However, farmers concerned about the growing climate have some reason to rejoice.
Kevin Anchukaitis is a UA associate professor in the School of Geography and Development. Anchukaitis studies paleoclimatology and dendrochronology and is currently working in Guatemala to reconstruct past climates, as well as predict what future climates in tropical areas might look like.
The advantage of using dendrochronology—dating tree ring patterns—to observe past and present climatic changes is that the right species of trees can allow annual precipitation data to be reliably traced hundreds of years into the past.
Anchukaitis said the Guatemalan fir trees he focuses on can show him whether a given season was more wet or more dry.
“This Guatemalan research is part of a larger research program looking at how climate has changed specifically both temperature and precipitation in the past,” Anchukaitis said. “Doing that is a way to understand the natural variability, and we can use that variability to understand a couple of different things about climate change.”
Although the data is quite granular, tree ring study can provide a long-term perspective.
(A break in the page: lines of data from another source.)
//! Documentation sink: where the documentation stage writes its files.
//!
//! Writes are confined to one root directory. Human-maintained sections
//! fenced by `<!-- cartograph:preserve -->` and `<!-- /cartograph:preserve -->`
//! survive regeneration of the surrounding file.

use std::path::{Component, Path, PathBuf};

use chrono::Local;
use tracing::{debug, info, warn};

use crate::error::DocsError;
use crate::store::fs::write_atomic;
use crate::types::UpdateMode;

pub const INDEX_FILE: &str = "index.md";

const PRESERVE_OPEN: &str = "<!-- cartograph:preserve -->";
const PRESERVE_CLOSE: &str = "<!-- /cartograph:preserve -->";

#[async_trait::async_trait]
pub trait DocumentationSink: Send + Sync + std::fmt::Debug {
    /// Write one document below the sink root. Returns the absolute path written.
    async fn write(
        &self,
        relative_path: &str,
        content: &str,
        mode: UpdateMode,
    ) -> crate::error::Result<PathBuf>;

    /// Rebuild `index.md` from the documents currently present.
    async fn regenerate_index(&self) -> crate::error::Result<PathBuf>;

    /// Documents below the root, relative and sorted, excluding indexes.
    async fn documents(&self) -> crate::error::Result<Vec<String>>;
}

#[derive(Debug, Clone)]
pub struct FsDocumentationSink {
    root: PathBuf,
}

impl FsDocumentationSink {
    pub fn new(root: impl Into<PathBuf>) -> Self {
        Self { root: root.into() }
    }

    pub fn root(&self) -> &Path {
        &self.root
    }

    fn resolve(&self, relative_path: &str) -> Result<PathBuf, DocsError> {
        let rel = Path::new(relative_path);
        let invalid = || DocsError::InvalidPath(relative_path.to_string());
        if relative_path.trim().is_empty() {
            return Err(invalid());
        }
        for component in rel.components() {
            match component {
                Component::Normal(_) | Component::CurDir => {}
                Component::ParentDir | Component::RootDir | Component::Prefix(_) => {
                    return Err(invalid());
                }
            }
        }
        if rel.file_name().is_none() {
            return Err(invalid());
        }
        Ok(self.root.join(rel))
    }

    fn markdown_files(&self) -> Result<Vec<String>, DocsError> {
        if !self.root.is_dir() {
            return Ok(Vec::new());
        }
        let pattern = format!(
            "{}/**/*.md",
            glob::Pattern::escape(&self.root.to_string_lossy())
        );
        let paths = glob::glob(&pattern)
            .map_err(|e| DocsError::InvalidPath(format!("{pattern}: {e}")))?;

        let mut docs: Vec<String> = paths
            .flatten()
            .filter(|p| p.is_file())
            .filter(|p| p.file_name().is_some_and(|n| n != INDEX_FILE))
            .filter_map(|p| {
                let rel = p.strip_prefix(&self.root).ok()?;
                Some(
                    rel.components()
                        .map(|c| c.as_os_str().to_string_lossy().into_owned())
                        .collect::<Vec<_>>()
                        .join("/"),
                )
            })
            .collect();
        docs.sort();
        Ok(docs)
    }
}

#[async_trait::async_trait]
impl DocumentationSink for FsDocumentationSink {
    async fn write(
        &self,
        relative_path: &str,
        content: &str,
        mode: UpdateMode,
    ) -> crate::error::Result<PathBuf> {
        let target = self.resolve(relative_path)?;
        if let Some(parent) = target.parent() {
            std::fs::create_dir_all(parent).map_err(DocsError::Io)?;
        }

        let body = if target.is_file() {
            match mode {
                UpdateMode::Create => {
                    let backup = backup_path(&target);
                    std::fs::rename(&target, &backup).map_err(DocsError::Io)?;
                    info!(
                        path = %target.display(),
                        backup = %backup.display(),
                        "Backed up existing document"
                    );
                    content.to_string()
                }
                UpdateMode::Update => {
                    let existing = std::fs::read_to_string(&target).map_err(DocsError::Io)?;
                    merge_with_preserve(&existing, content)
                }
            }
        } else {
            content.to_string()
        };

        write_atomic(&target, body.as_bytes()).map_err(|e| {
            warn!(path = %target.display(), error = %e, "Document write failed");
            e
        })?;
        debug!(path = %target.display(), mode = ?mode, bytes = body.len(), "Wrote document");
        Ok(target)
    }

    async fn regenerate_index(&self) -> crate::error::Result<PathBuf> {
        let docs = self.markdown_files()?;
        let index = render_index(&docs);
        let path = self.write(INDEX_FILE, &index, UpdateMode::Update).await?;
        info!(documents = docs.len(), "Regenerated documentation index");
        Ok(path)
    }

    async fn documents(&self) -> crate::error::Result<Vec<String>> {
        Ok(self.markdown_files()?)
    }
}

fn render_index(docs: &[String]) -> String {
    let mut out = String::from("# Documentation Index\n\n");
    for rel in docs {
        let stem = Path::new(rel)
            .file_stem()
            .map_or_else(|| rel.clone(), |s| s.to_string_lossy().into_owned());
        out.push_str(&format!("- [{stem}]({rel})\n"));
    }
    out
}

/// `<dir>/<stem>.<YYYYmmdd_HHMMSS>.bak`, with a counter if that name is taken.
fn backup_path(target: &Path) -> PathBuf {
    let stem = target
        .file_stem()
        .map_or_else(String::new, |s| s.to_string_lossy().into_owned());
    let stamp = Local::now().format("%Y%m%d_%H%M%S");
    let dir = target.parent().unwrap_or_else(|| Path::new("."));

    let mut candidate = dir.join(format!("{stem}.{stamp}.bak"));
    let mut n = 1;
    while candidate.exists() {
        candidate = dir.join(format!("{stem}.{stamp}_{n}.bak"));
        n += 1;
    }
    candidate
}

/// Carry preserved blocks from `existing` into `fresh`.
///
/// Each block is re-inserted under the heading it followed in the old file,
/// or appended when that heading is gone. Blocks already present verbatim in
/// `fresh` are left alone.
pub fn merge_with_preserve(existing: &str, fresh: &str) -> String {
    let blocks = preserved_blocks(existing);
    if blocks.is_empty() {
        return fresh.to_string();
    }

    let mut merged = fresh.to_string();
    for block in blocks {
        if merged.contains(block.body.trim_end()) {
            continue;
        }
        let anchor = block
            .heading
            .as_deref()
            .and_then(|h| find_line(&merged, h))
            .and_then(|pos| merged[pos..].find('\n').map(|nl| pos + nl + 1));
        match anchor {
            Some(at) => merged.insert_str(at, &block.body),
            None => {
                if !merged.is_empty() && !merged.ends_with('\n') {
                    merged.push('\n');
                }
                merged.push('\n');
                merged.push_str(&block.body);
            }
        }
    }
    merged
}

struct PreservedBlock {
    heading: Option<String>,
    body: String,
}

fn preserved_blocks(text: &str) -> Vec<PreservedBlock> {
    let mut blocks = Vec::new();
    let mut heading: Option<String> = None;
    let mut open: Option<String> = None;

    for line in text.lines() {
        let trimmed = line.trim();
        if let Some(body) = open.as_mut() {
            body.push_str(line);
            body.push('\n');
            if trimmed == PRESERVE_CLOSE {
                blocks.push(PreservedBlock {
                    heading: heading.clone(),
                    body: open.take().unwrap_or_default(),
                });
            }
            continue;
        }
        if trimmed == PRESERVE_OPEN {
            open = Some(format!("{line}\n"));
        } else if trimmed.starts_with('#') {
            heading = Some(trimmed.to_string());
        }
    }
    if open.is_some() {
        warn!("Unterminated preserve block dropped");
    }
    blocks
}

/// Byte offset of the first line equal to `needle` (ignoring surrounding whitespace).
fn find_line(text: &str, needle: &str) -> Option<usize> {
    let mut offset = 0;
    for line in text.split_inclusive('\n') {
        if line.trim() == needle {
            return Some(offset);
        }
        offset += line.len();
    }
    None
}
This is particularly important in paleoclimatology, a field that seeks to reconstruct the climates of many years ago. In paleoclimatology, it is important to distinguish between the natural range of behaviors of a given region and altered behavior, perhaps based on human influence.
“Understanding the natural range helps us disentangle the climate change signals from potentially normal cycles in the climate system,” Anchukaitis said. It also helps researchers understand how things might evolve in the future.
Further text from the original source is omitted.